CBS 60 Minutes host Scott Pelley summoned his most solemn expression and tone to bore viewers on Sunday for nearly two minutes about an internal HR matter dressed up as a stunning news event. The shock development: Bill Owens, the show’s longtime executive producer, quit.
How America will ever recover is anyone’s guess. I’m certainly in deep prayer about it.
“[O]ur parent company, Paramount, is trying to complete a merger,” Pelley said by way of explaining Owens’ departure. “The Trump administration must approve it. Paramount began to supervise our content in new ways.”
Though he said nothing had changed with the program’s editorial content — nope, their lying on behalf of Democrats was coming along just fine! — Pelley said Owens “felt he lost the independence that honest journalism requires.” In other words, Paramount executives might have told Bill that perhaps 50 back-to-back segments on “why Trump isn’t Hitler, but kind of is” weren’t really necessary right now.
Pelley said that Owens’ resignation was “for us and you” and that it “proved … he was the right person to lead 60 Minutes all along.” How does it feel knowing that Owens sacrificed himself for you, just as Jesus Christ did?
We were treated to a similar sickening display at the annual White House Correspondents’ Association dinner in Washington, D.C., just one day before. WHCA President Eugene Daniels, of MSNBC and old lady wardrobe fame, told the room full of deceitful propagandists (often self-identified as “reporters”) that they matter and are very important to the world.
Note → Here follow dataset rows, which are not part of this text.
//! Thin Vulkan framework: swapchain, render passes, pipelines, device
//! resources and a synchronized frame loop that rebuilds the swapchain chain
//! on resize.

pub mod backend;
pub mod config;
pub mod error;
pub mod frame;

pub use config::Config;
pub use error::FrameError;
pub use frame::{run, FrameBackend, FrameCycle, FrameOutcome, FrameState, RenderCallbacks};

/// Install the `env_logger` sink. `RUST_LOG` overrides the default `info` level.
pub fn init_logging() {
    let mut builder = env_logger::Builder::new();
    builder.filter_level(log::LevelFilter::Info);
    builder.parse_default_env();
    // Ignore a second initialisation (tests, embedding applications)
    let _ = builder.try_init();
}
“We miss our families and significant life moments in service to this job,” he said. “We care deeply about accuracy and take seriously the heavy responsibility of being stewards of the public’s trust.” And then he lied some more: “What we are not is the opposition. What we are not is the enemy of the people, and what we are not is the enemy of the state.”
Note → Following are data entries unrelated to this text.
impl Image {
    pub fn new(device: &Arc<VulkanDevice>, desc: &ImageDesc, name: &str) -> Result<Self> {
        let create_info = vk::ImageCreateInfo::default()
            .image_type(vk::ImageType::TYPE_2D)
            .extent(vk::Extent3D {
                width: desc.width,
                height: desc.height,
                depth: 1,
            })
            .mip_levels(desc.mip_levels.max(1))
            .array_layers(desc.layers.max(1))
            .format(desc.format)
            .tiling(desc.tiling)
            .initial_layout(vk::ImageLayout::UNDEFINED)
            .usage(desc.usage)
            .sharing_mode(vk::SharingMode::EXCLUSIVE)
            .samples(desc.samples);

        let image = unsafe { device.device.create_image(&create_info, None) }
            .map_err(|e| FrameError::allocation(format!("create image '{name}'"), e))?;

        let requirements = unsafe { device.device.get_image_memory_requirements(image) };
        let allocation = match device.allocate(
            name,
            requirements,
            MemoryLocation::GpuOnly,
            desc.tiling == vk::ImageTiling::LINEAR,
        ) {
            Ok(allocation) => allocation,
            Err(e) => {
                unsafe { device.device.destroy_image(image, None) };
                return Err(e);
            }
        };

        if let Err(e) = unsafe {
            device
                .device
                .bind_image_memory(image, allocation.memory(), allocation.offset())
        } {
            device.free(allocation);
            unsafe { device.device.destroy_image(image, None) };
            return Err(FrameError::allocation(format!("bind memory of image '{name}'"), e).into());
        }

        Ok(Self {
            device: Some(device.clone()),
            image,
            allocation: Some(allocation),
            format: desc.format,
            width: desc.width,
            height: desc.height,
            mip_levels: desc.mip_levels.max(1),
            layers: desc.layers.max(1),
        })
    }

    /// Wrap an image whose memory belongs to the swapchain
    pub fn from_swapchain(image: vk::Image, format: vk::Format, extent: vk::Extent2D) -> Self {
        Self {
            device: None,
            image,
            allocation: None,
            format,
            width: extent.width,
            height: extent.height,
            mip_levels: 1,
            layers: 1,
        }
    }

    pub fn view_type(&self) -> vk::ImageViewType {
        if self.layers > 1 {
            vk::ImageViewType::TYPE_2D_ARRAY
        } else {
            vk::ImageViewType::TYPE_2D
        }
    }

    fn subresource_range(&self, aspect: vk::ImageAspectFlags) -> vk::ImageSubresourceRange {
        vk::ImageSubresourceRange {
            aspect_mask: aspect,
            base_mip_level: 0,
            level_count: self.mip_levels,
            base_array_layer: 0,
            layer_count: self.layers,
        }
    }

    /// View over every mip level and layer. The caller owns the returned view.
    pub fn create_view(&self, device: &VulkanDevice, aspect: vk::ImageAspectFlags) -> Result<vk::ImageView> {
        let create_info = vk::ImageViewCreateInfo::default()
            .image(self.image)
            .view_type(self.view_type())
            .format(self.format)
            .components(vk::ComponentMapping::default())
            .subresource_range(self.subresource_range(aspect));

        let view = unsafe { device.device.create_image_view(&create_info, None) }
            .context("Failed to create image view")?;
        Ok(view)
    }

    pub fn transition_layout<S: SingleTimeSubmit + ?Sized>(
        &self,
        commands: &S,
        old: vk::ImageLayout,
        new: vk::ImageLayout,
    ) -> Result<()> {
        let transition = layout_transition(old, new)?;
        let barrier = vk::ImageMemoryBarrier::default()
            .old_layout(old)
            .new_layout(new)
            .src_queue_family_index(vk::QUEUE_FAMILY_IGNORED)
            .dst_queue_family_index(vk::QUEUE_FAMILY_IGNORED)
            .image(self.image)
            .subresource_range(self.subresource_range(vk::ImageAspectFlags::COLOR))
            .src_access_mask(transition.src_access)
            .dst_access_mask(transition.dst_access);

        commands.submit_single_time(&mut |device, cmd| unsafe {
            device.cmd_pipeline_barrier(
                cmd,
                transition.src_stage,
                transition.dst_stage,
                vk::DependencyFlags::empty(),
                &[],
                &[],
                &[barrier],
            );
        })
    }

    /// Copy RGBA8 texels from `src` into every layer of mip 0.
    ///
    /// `full_width`/`full_height` are the source image dimensions; they equal
    /// the image size for plain textures and span all tiles for arrays.
    pub fn copy_from_buffer<S: SingleTimeSubmit + ?Sized>(
        &self,
        commands: &S,
        src: &Buffer,
        full_width: u32,
        full_height: u32,
    ) -> Result<()> {
        if src.is_empty() {
            return Ok(());
        }

        let regions = layer_copy_regions(self.width, self.height, self.layers, full_width, full_height);
        let (buffer, image) = (src.handle(), self.image);

        commands.submit_single_time(&mut |device, cmd| unsafe {
            device.cmd_copy_buffer_to_image(
                cmd,
                buffer,
                image,
                vk::ImageLayout::TRANSFER_DST_OPTIMAL,
                &regions,
            );
        })
    }

    /// Fill mip levels 1.. by successive linear blits and leave every level SHADER_READ_ONLY.
    ///
    /// Expects all levels in TRANSFER_DST_OPTIMAL with level 0 populated.
    pub fn generate_mipmaps<S, Q>(&self, commands: &S, formats: &Q) -> Result<()>
    where
        S: SingleTimeSubmit + ?Sized,
        Q: FormatSupport + ?Sized,
    {
        let props = formats.format_properties(self.format);
        if self.mip_levels > 1
            && !props
            .optimal_tiling_features
            .contains(vk::FormatFeatureFlags::SAMPLED_IMAGE_FILTER_LINEAR)
        {
            return Err(FrameError::UnsupportedFormat(vec![self.format]))
                .context("format does not support linear blitting");
        }

        let image = self.image;
        let layers = self.layers;
        let chain = mip_chain(self.width, self.height, self.mip_levels);

        commands.submit_single_time(&mut |device, cmd| {
            let barrier = |level: u32,
                           old: vk::ImageLayout,
                           new: vk::ImageLayout,
                           src_access: vk::AccessFlags,
                           dst_access: vk::AccessFlags| {
                vk::ImageMemoryBarrier::default()
                    .image(image)
                    .src_queue_family_index(vk::QUEUE_FAMILY_IGNORED)
                    .dst_queue_family_index(vk::QUEUE_FAMILY_IGNORED)
                    .subresource_range(vk::ImageSubresourceRange {
                        aspect_mask: vk::ImageAspectFlags::COLOR,
                        base_mip_level: level,
                        level_count: 1,
                        base_array_layer: 0,
                        layer_count: layers,
                    })
                    .old_layout(old)
                    .new_layout(new)
                    .src_access_mask(src_access)
                    .dst_access_mask(dst_access)
            };

            for level in 1..chain.len() {
                let (src_w, src_h) = chain[level - 1];
                let (dst_w, dst_h) = chain[level];
                let src_level = (level - 1) as u32;

                let to_src = barrier(
                    src_level,
                    vk::ImageLayout::TRANSFER_DST_OPTIMAL,
                    vk::ImageLayout::TRANSFER_SRC_OPTIMAL,
                    vk::AccessFlags::TRANSFER_WRITE,
                    vk::AccessFlags::TRANSFER_READ,
                );

                let blit = vk::ImageBlit::default()
                    .src_offsets([
                        vk::Offset3D::default(),
                        vk::Offset3D {
                            x: src_w as i32,
                            y: src_h as i32,
                            z: 1,
                        },
                    ])
                    .src_subresource(vk::ImageSubresourceLayers {
                        aspect_mask: vk::ImageAspectFlags::COLOR,
                        mip_level: src_level,
                        base_array_layer: 0,
                        layer_count: layers,
                    })
                    .dst_offsets([
                        vk::Offset3D::default(),
                        vk::Offset3D {
                            x: dst_w as i32,
                            y: dst_h as i32,
                            z: 1,
                        },
                    ])
                    .dst_subresource(vk::ImageSubresourceLayers {
                        aspect_mask: vk::ImageAspectFlags::COLOR,
                        mip_level: level as u32,
                        base_array_layer: 0,
                        layer_count: layers,
                    });

                let to_shader = barrier(
                    src_level,
                    vk::ImageLayout::TRANSFER_SRC_OPTIMAL,
                    vk::ImageLayout::SHADER_READ_ONLY_OPTIMAL,
                    vk::AccessFlags::TRANSFER_READ,
                    vk::AccessFlags::SHADER_READ,
                );

                unsafe {
                    device.cmd_pipeline_barrier(
                        cmd,
                        vk::PipelineStageFlags::TRANSFER,
                        vk::PipelineStageFlags::TRANSFER,
                        vk::DependencyFlags::empty(),
                        &[],
                        &[],
                        &[to_src],
                    );
                    device.cmd_blit_image(
                        cmd,
                        image,
                        vk::ImageLayout::TRANSFER_SRC_OPTIMAL,
                        image,
                        vk::ImageLayout::TRANSFER_DST_OPTIMAL,
                        &[blit],
                        vk::Filter::LINEAR,
                    );
                    device.cmd_pipeline_barrier(
                        cmd,
                        vk::PipelineStageFlags::TRANSFER,
                        vk::PipelineStageFlags::FRAGMENT_SHADER,
                        vk::DependencyFlags::empty(),
                        &[],
                        &[],
                        &[to_shader],
                    );
                }
            }

            // Last level was only ever written to
            let last = barrier(
                (chain.len() - 1) as u32,
                vk::ImageLayout::TRANSFER_DST_OPTIMAL,
                vk::ImageLayout::SHADER_READ_ONLY_OPTIMAL,
                vk::AccessFlags::TRANSFER_WRITE,
                vk::AccessFlags::SHADER_READ,
            );
            unsafe {
                device.cmd_pipeline_barrier(
                    cmd,
                    vk::PipelineStageFlags::TRANSFER,
                    vk::PipelineStageFlags::FRAGMENT_SHADER,
                    vk::DependencyFlags::empty(),
                    &[],
                    &[],
                    &[last],
                );
            }
        })
    }

    pub fn destroy(&mut self) {
        if let Some(device) = self.device.take() {
            if let Some(allocation) = self.allocation.take() {
                device.free(allocation);
            }
            unsafe { device.device.destroy_image(self.image, None) };
        }
        self.image = vk::Image::null();
    }

    pub fn handle(&self) -> vk::Image {
        self.image
    }

    pub fn format(&self) -> vk::Format {
        self.format
    }

    pub fn extent(&self) -> vk::Extent2D {
        vk::Extent2D {
            width: self.width,
            height: self.height,
        }
    }

    pub fn mip_level_count(&self) -> u32 {
        self.mip_levels
    }

    pub fn layer_count(&self) -> u32 {
        self.layers
    }

    pub fn is_owned(&self) -> bool {
        self.allocation.is_some()
    }
}
// Per-frame uniform buffers
//
// One persistently mapped buffer per frame in flight. `update` writes the same
// value into every slot; frames in flight only ever read them.

use anyhow::Result;
use ash::vk;
use bytemuck::Pod;
use std::marker::PhantomData;
use std::sync::Arc;

use super::buffer::Buffer;
use super::VulkanDevice;

pub struct UniformBuffer<T: Pod> {
    buffers: Vec<Buffer>,
    _marker: PhantomData<T>,
}

impl<T: Pod> UniformBuffer<T> {
    pub fn new(device: &Arc<VulkanDevice>, max_frames_in_flight: usize) -> Result<Self> {
        let buffers = (0..max_frames_in_flight)
            .map(|_| {
                Buffer::new(
                    device,
                    Self::data_size(),
                    vk::BufferUsageFlags::UNIFORM_BUFFER,
                    true,
                    "uniform",
                )
            })
            .collect::<Result<Vec<_>>>()?;

        Ok(Self {
            buffers,
            _marker: PhantomData,
        })
    }

    pub fn data_size() -> vk::DeviceSize {
        std::mem::size_of::<T>() as vk::DeviceSize
    }

    /// Write `value` into every slot
    pub fn update(&mut self, value: &T) -> Result<()> {
        for buffer in &mut self.buffers {
            buffer.set_data(std::slice::from_ref(value))?;
        }
        Ok(())
    }

    pub fn buffer(&self, frame: usize) -> &Buffer {
        &self.buffers[frame]
    }

    pub fn descriptor_info(&self, frame: usize) -> vk::DescriptorBufferInfo {
        self.buffers[frame].descriptor_info()
    }

    pub fn len(&self) -> usize {
        self.buffers.len()
    }

    pub fn is_empty(&self) -> bool {
        self.buffers.is_empty()
    }
}

#[cfg(test)]
mod tests {
    use super::*;

    #[test]
    fn slot_size_matches_type() {
        assert_eq!(UniformBuffer::<glam::Mat4>::data_size(), 64);
        assert_eq!(UniformBuffer::<[f32; 4]>::data_size(), 16);
    }

    #[test]
    fn update_skips_empty_slots() {
        let mut uniforms = UniformBuffer::<[f32; 4]> {
            buffers: vec![Buffer::empty(), Buffer::empty()],
            _marker: PhantomData,
        };
        uniforms.update(&[1.0, 0.0, 0.0, 1.0]).unwrap();
        assert_eq!(uniforms.len(), 2);
        assert_eq!(uniforms.descriptor_info(1).range, 0);
    }
}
He earned a standing ovation for that piece of wince-inducing dreck. But, to quote Margaret Thatcher, if you have to tell people you’re not the enemy of the state, you are. (More of a paraphrase, I guess.) If you have to tell people how virtuous you are, you’re not.
60 Minutes hasn’t been a respectable program for about two decades now, which is about how long Bill Owens was with the show. He didn’t sacrifice just his job, he helped squander all of CBS’s credibility by using it to prop up one political party and demean half the country. Recall the Trump interview Owens oversaw in 2020, during which 60 Minutes correspondent Lesley Stahl denied the veracity of the Hunter Biden laptop story and Trump’s demonstrably true claim that his 2016 campaign was spied on by feds. Yet we’re supposed to be moved by his resignation and angry that it might change things at 60 Minutes. If only.
And the Washington press corps (soon to be stylized as “corpse”), plus its annual self-congratulatory dinner, are so far beyond parody that the WHCA president declaring them “not the enemy of the people” was like George Santos swearing he never stole from anyone while checking his Cartier wristwatch.
These melodramatic displays of defiance produce the opposite of their intended effect. Ultimately, that’s a good thing for America, which can’t sustain itself with a media so thoroughly corrupted as ours.